*** DATA FOR REVIEW Section Begins ***

//! In-memory folder executor for development and testing.
//!
//! Simulates the directory tree of every media server without any process
//! or network, records every command it receives, and can be told to fail.

use std::collections::{BTreeSet, HashMap};
use std::sync::Mutex;
use std::time::Duration;

use async_trait::async_trait;

use mediahub_core::result::AppResult;
use mediahub_core::types::ServerId;

use crate::command::{CommandKind, PROBE_EXISTS, PROBE_MISSING, RemoteCommand};
use crate::error::RemoteError;
use crate::executor::{CommandOutput, RemoteFolderExecutor};
use crate::paths::RemotePaths;
use crate::retry::RetryPolicy;

/// A scheduled failure for one kind of command.
#[derive(Debug, Clone, Copy)]
struct Injected {
    /// Remaining commands of this kind that will fail.
    remaining: usize,
    /// Fail with a connection error (retried) instead of a non-zero exit.
    transient: bool,
}

/// In-memory executor that behaves like `mkdir -p`, `rm -rf`, `test -d`
/// and `mv` over a set of directory paths per server.
#[derive(Debug)]
pub struct MemoryFolderExecutor {
    /// Existing directories per server.
    dirs: Mutex<HashMap<ServerId, BTreeSet<String>>>,
    /// Every command received, in order, including failed attempts.
    calls: Mutex<Vec<(ServerId, RemoteCommand)>>,
    /// Scheduled failures.
    failures: Mutex<HashMap<CommandKind, Injected>>,
    /// Artificial delay per command.
    latency: Mutex<Duration>,
    /// Retry policy for idempotent commands.
    retry: RetryPolicy,
    /// Content root.
    paths: RemotePaths,
}

impl MemoryFolderExecutor {
    /// Create an empty executor rooted at `content_root`.
    pub fn new(content_root: impl Into<String>) -> Self {
        Self::with_retry(content_root, RetryPolicy::new(3, Duration::ZERO))
    }

    /// Create an empty executor with an explicit retry policy.
    pub fn with_retry(content_root: impl Into<String>, retry: RetryPolicy) -> Self {
        Self {
            dirs: Mutex::new(HashMap::new()),
            calls: Mutex::new(Vec::new()),
            failures: Mutex::new(HashMap::new()),
            latency: Mutex::new(Duration::ZERO),
            retry,
            paths: RemotePaths::new(content_root),
        }
    }

    /// Make the next `times` commands of `kind` exit non-zero.
    pub fn fail_next(&self, kind: CommandKind, times: usize) {
        self.inject(kind, times, false);
    }

    /// Make the next `times` commands of `kind` lose the connection.
    pub fn disconnect_next(&self, kind: CommandKind, times: usize) {
        self.inject(kind, times, true);
    }

    fn inject(&self, kind: CommandKind, remaining: usize, transient: bool) {
        let mut failures = self.failures.lock().unwrap_or_else(|e| e.into_inner());
        failures.insert(kind, Injected { remaining, transient });
    }

    /// Delay every command by `latency`.
    pub fn set_latency(&self, latency: Duration) {
        *self.latency.lock().unwrap_or_else(|e| e.into_inner()) = latency;
    }

    /// Seed an existing directory, as if created out of band.
    pub fn add_directory(&self, server: ServerId, path: &str) {
        let mut dirs = self.dirs.lock().unwrap_or_else(|e| e.into_inner());
        make_dir(dirs.entry(server).or_default(), path);
    }

    /// Whether `path` exists on `server`.
    pub fn has_directory(&self, server: ServerId, path: &str) -> bool {
        let dirs = self.dirs.lock().unwrap_or_else(|e| e.into_inner());
        dirs.get(&server).is_some_and(|set| set.contains(path))
    }

    /// Direct children of `path` on `server`.
    pub fn children(&self, server: ServerId, path: &str) -> Vec<String> {
        let dirs = self.dirs.lock().unwrap_or_else(|e| e.into_inner());
        let prefix = format!("{path}/");
        dirs.get(&server)
            .map(|set| {
                set.iter()
                    .filter_map(|d| d.strip_prefix(&prefix))
                    .filter(|rest| !rest.contains('/'))
                    .map(str::to_string)
                    .collect()
            })
            .unwrap_or_default()
    }

    /// Every command received so far.
    pub fn calls(&self) -> Vec<(ServerId, RemoteCommand)> {
        self.calls.lock().unwrap_or_else(|e| e.into_inner()).clone()
    }

    /// Number of commands received so far.
    pub fn call_count(&self) -> usize {
        self.calls.lock().unwrap_or_else(|e| e.into_inner()).len()
    }

    fn take_failure(&self, kind: CommandKind) -> Option<RemoteError> {
        let mut failures = self.failures.lock().unwrap_or_else(|e| e.into_inner());
        let injected = failures.get_mut(&kind)?;
        if injected.remaining == 0 {
            return None;
        }
        injected.remaining -= 1;

        Some(if injected.transient {
            RemoteError::Connection {
                host: "memory".to_string(),
                message: "Connection reset by peer".to_string(),
            }
        } else {
            RemoteError::CommandFailed {
                command: kind.to_string(),
                code: 1,
                stderr: "injected failure".to_string(),
            }
        })
    }

    async fn execute_once(
        &self,
        server: ServerId,
        command: &RemoteCommand,
    ) -> Result<CommandOutput, RemoteError> {
        self.calls
            .lock()
            .unwrap_or_else(|e| e.into_inner())
            .push((server, command.clone()));

        let latency = *self.latency.lock().unwrap_or_else(|e| e.into_inner());
        if !latency.is_zero() {
            tokio::time::sleep(latency).await;
        }

        if let Some(err) = self.take_failure(command.kind()) {
            tracing::debug!(command = %command.kind(), error = %err, "[MemoryExecutor] Injected failure");
            return Err(err);
        }

        let mut dirs = self.dirs.lock().unwrap_or_else(|e| e.into_inner());
        let set = dirs.entry(server).or_default();

        let stdout = match command {
            RemoteCommand::MakeDir { path } => {
                make_dir(set, path);
                String::new()
            }
            RemoteCommand::RemoveDir { path } => {
                let prefix = format!("{path}/");
                set.retain(|d| d != path && !d.starts_with(&prefix));
                String::new()
            }
            RemoteCommand::Probe { path } => {
                let marker = if set.contains(path) {
                    PROBE_EXISTS
                } else {
                    PROBE_MISSING
                };
                format!("{marker}\n")
            }
            RemoteCommand::Move { from, to } => {
                if !set.contains(from) {
                    return Err(RemoteError::CommandFailed {
                        command: CommandKind::Move.to_string(),
                        code: 1,
                        stderr: format!("mv: cannot stat '{from}': No such file or directory"),
                    });
                }
                // Like mv, moving onto an existing directory nests the source inside it.
                let target = if set.contains(to) {
                    let base = from.rsplit('/').next().unwrap_or(from);
                    format!("{to}/{base}")
                } else {
                    to.clone()
                };
                let prefix = format!("{from}/");
                let moved: Vec<String> = set
                    .iter()
                    .filter(|d| *d == from || d.starts_with(&prefix))
                    .cloned()
                    .collect();
                for old in moved {
                    set.remove(&old);
                    set.insert(format!("{target}{}", &old[from.len()..]));
                }
                String::new()
            }
        };

        Ok(CommandOutput {
            stdout,
            stderr: String::new(),
            exit_code: 0,
        })
    }
}

/// `mkdir -p`: insert `path` and every ancestor.
fn make_dir(set: &mut BTreeSet<String>, path: &str) {
    let mut current = String::new();
    for segment in path.split('/').filter(|s| !s.is_empty()) {
        current.push('/');
        current.push_str(segment);
        set.insert(current.clone());
    }
}

#[async_trait]
impl RemoteFolderExecutor for MemoryFolderExecutor {
    fn transport(&self) -> &str {
        "memory"
    }

    fn paths(&self) -> &RemotePaths {
        &self.paths
    }

    async fn run_command(
        &self,
        server: ServerId,
        command: &RemoteCommand,
    ) -> AppResult<CommandOutput> {
        Ok(self
            .retry
            .run(command, || self.execute_once(server, command))
            .await?)
    }
}

#[cfg(test)]
mod tests {
    use super::*;

    #[tokio::test]
    async fn test_create_folder_twice_leaves_one_directory() {
        let exec = MemoryFolderExecutor::new("/content");
        let server = ServerId::new();

        exec.create_folder(server, "bob", "clips").await.unwrap();
        exec.create_folder(server, "bob", "clips").await.unwrap();

        assert_eq!(exec.children(server, "/content/bob"), vec!["clips".to_string()]);
    }

    #[tokio::test]
    async fn test_move_carries_subdirectories() {
        let exec = MemoryFolderExecutor::new("/content");
        let server = ServerId::new();
        exec.add_directory(server, "/content/bob/alpha/hls");

        exec.move_directory(server, "/content/bob/alpha", "/content/bob/beta")
            .await
            .unwrap();

        assert!(exec.has_directory(server, "/content/bob/beta/hls"));
        assert!(!exec.has_directory(server, "/content/bob/alpha"));
    }

    #[tokio::test]
    async fn test_transient_failure_is_retried() {
        let exec = MemoryFolderExecutor::new("/content");
        let server = ServerId::new();
        exec.disconnect_next(CommandKind::MakeDir, 1);

        exec.ensure_base_directory(server, "bob").await.unwrap();

        assert_eq!(exec.call_count(), 2);
        assert!(exec.has_directory(server, "/content/bob"));
    }

    #[tokio::test]
    async fn test_injected_exit_failure_is_not_retried() {
        let exec = MemoryFolderExecutor::new("/content");
        let server = ServerId::new();
        exec.fail_next(CommandKind::RemoveDir, 1);

        assert!(exec.remove_directory(server, "/content/bob/x").await.is_err());
        assert_eq!(exec.call_count(), 1);
        assert!(exec.remove_directory(server, "/content/bob/x").await.is_ok());
    }
}
//! Video entity model.

use chrono::{DateTime, Utc};
use serde::{Deserialize, Serialize};
use sqlx::FromRow;

use mediahub_core::types::{FolderId, OwnerId, VideoId};

/// A video stored inside a folder.
///
/// Both `path` and `url` embed the folder's path segment
/// (`/<owner_login>/<folder_name>/`), which is rewritten on folder rename.
#[derive(Debug, Clone, PartialEq, Eq, Serialize, Deserialize, FromRow)]
pub struct Video {
    /// Unique video identifier.
    pub id: VideoId,
    /// The owning account (always the folder's owner).
    pub owner_id: OwnerId,
    /// The containing folder.
    pub folder_id: FolderId,
    /// File name including extension.
    pub name: String,
    /// Filesystem path on the media server.
    pub path: String,
    /// Playback URL.
    pub url: String,
    /// When the record was created.
    pub created_at: DateTime<Utc>,
    /// When the record was last updated.
    pub updated_at: DateTime<Utc>,
}

/// Data required to insert a video record.
#[derive(Debug, Clone, Serialize, Deserialize)]
pub struct CreateVideo {
    /// The owning account.
    pub owner_id: OwnerId,
    /// The containing folder.
    pub folder_id: FolderId,
    /// File name.
    pub name: String,
    /// Filesystem path on the media server.
    pub path: String,
    /// Playback URL.
    pub url: String,
}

*** DATA FOR REVIEW Section Ends ***

## [WHAT THE TASK ASKS]
Show, from the material above, each line that includes the string "Mutex".

## [REPLY TO THE EXERCISE]
use std::sync::Mutex;
    dirs: Mutex<HashMap<ServerId, BTreeSet<String>>>,
    calls: Mutex<Vec<(ServerId, RemoteCommand)>>,
    failures: Mutex<HashMap<CommandKind, Injected>>,
    latency: Mutex<Duration>,
            dirs: Mutex::new(HashMap::new()),
            calls: Mutex::new(Vec::new()),
            failures: Mutex::new(HashMap::new()),
            latency: Mutex::new(Duration::ZERO),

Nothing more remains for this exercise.